I'm not saying he has any idea what he is talking about, but it is still an important bit of trivia --DCAnderson 01:23, 14 April 2006 (UTC)
I have no objection to Charlie Sheen being mentioned here, though I'm not sure where a good spot would be, or that it is very important. It's possible he could be added to the Researchers article. SkeenaR 01:46, 14 April 2006 (UTC)
Gold stored under the WTC
Sorry if this has already been addressed, but wasn't a significant quantity of gold stored under the world trade centre, much of which has not been recovered? I recall several news stories related to this, but there is no mention of it on in the article. Unless this has been disproven, I think it should appear under the motives section --Insertrandomname 00:25, 5 April 2006 (UTC)
- I've not heard this, but it's possible. Do you have a link backing this up? --Deville (Talk) 00:42, 5 April 2006 (UTC)
- Yes, that's here. Bov 01:13, 5 April 2006 (UTC)
- Thanks, you spared me the trouble. It's also mentioned on the Loose Change 2nd Edition video. I am pretty sure that the wikipedia article used to mention it, but now it is missing. Does anyone know if that is true and, if so, why? This sounds like a legitimate point to put under the motives heading. --Insertrandomname 01:27, 5 April 2006 (UTC)
- So, does anyone object to adding this information to the article?
- The information that 9-11 research says there are rumors of Billions in gold? That 9-11 research says the rumors are true, and that this gold motivated a government conspiracy? I don't have a problem in principle with saying that 9-11 research says so, but I'm not convinced that this is a notable element of the conspiracy theories around 9/11. Tom Harrison Talk 03:05, 5 April 2006 (UTC)
- Actually, I do have a problem with this being added as is.
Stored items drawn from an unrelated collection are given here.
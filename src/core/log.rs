use tracing::level_filters::LevelFilter;
use tracing_subscriber::{
    EnvFilter, filter::Targets, fmt, prelude::__tracing_subscriber_SubscriberExt,
    util::SubscriberInitExt,
};

/// Installs the global subscriber. Output stays off unless `verbose` is set
/// or `RUST_LOG` asks for it.
pub fn init_logging(verbose: bool) {
    let (level_filter, level) = if verbose {
        (LevelFilter::DEBUG, "debug")
    } else {
        (LevelFilter::OFF, "off")
    };
    let app_filter = Targets::new().with_target("lilacash", level_filter);
    let env_filter = EnvFilter::try_from_default_env().unwrap_or_else(|_| EnvFilter::new(level));

    tracing_subscriber::registry()
        .with(fmt::layer().pretty().without_time())
        .with(app_filter)
        .with(env_filter)
        .init();
}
First of all, this is not a neutral source. If there are no neutral sources claiming that something occured, I think we should be careful. But forget this, let's say it's a completely mainstream article from a completely reputable source. The first line in this article is "There are rumors that..." Sorry, if that's the only source you can find, I don't think we're anywhere near establishing WP:V. "Some dude wrote it on a website" is not a credible source. --Deville (Talk) 03:15, 5 April 2006 (UTC)
- A number of sites that mention these rumors have links to NY Times, Washington Post, ect., but the links all appear to be deleted. Maybe because the articles are 4 years old. Regardless, it would be from a neutral POV if the article stated that "some conspiracy theorists believe that..." and you put the sources. It's a fact that some people believe this. If you want, you could point out that from another POV, these guys aren't credible. I mean, the scientology theory is mentioned even though it makes absolutely no sense. --Insertrandomname 03:38, 5 April 2006 (UTC)
- But you realize that you're skating a thin line here. Is there any statement you could write down that's not believed by someone? In this scenario, I could make up any thing I wanted, make a website about it, and then insert it in a Wikipedia article under the "some people believe..." meme. This isn't really in the spirit of WP:V at all. Look, if you can find any source on Earth which asserts that the gold existed in the first place, then it's reasonable to put the conspiracy in. If we can't even establish the existence of the gold in the first place...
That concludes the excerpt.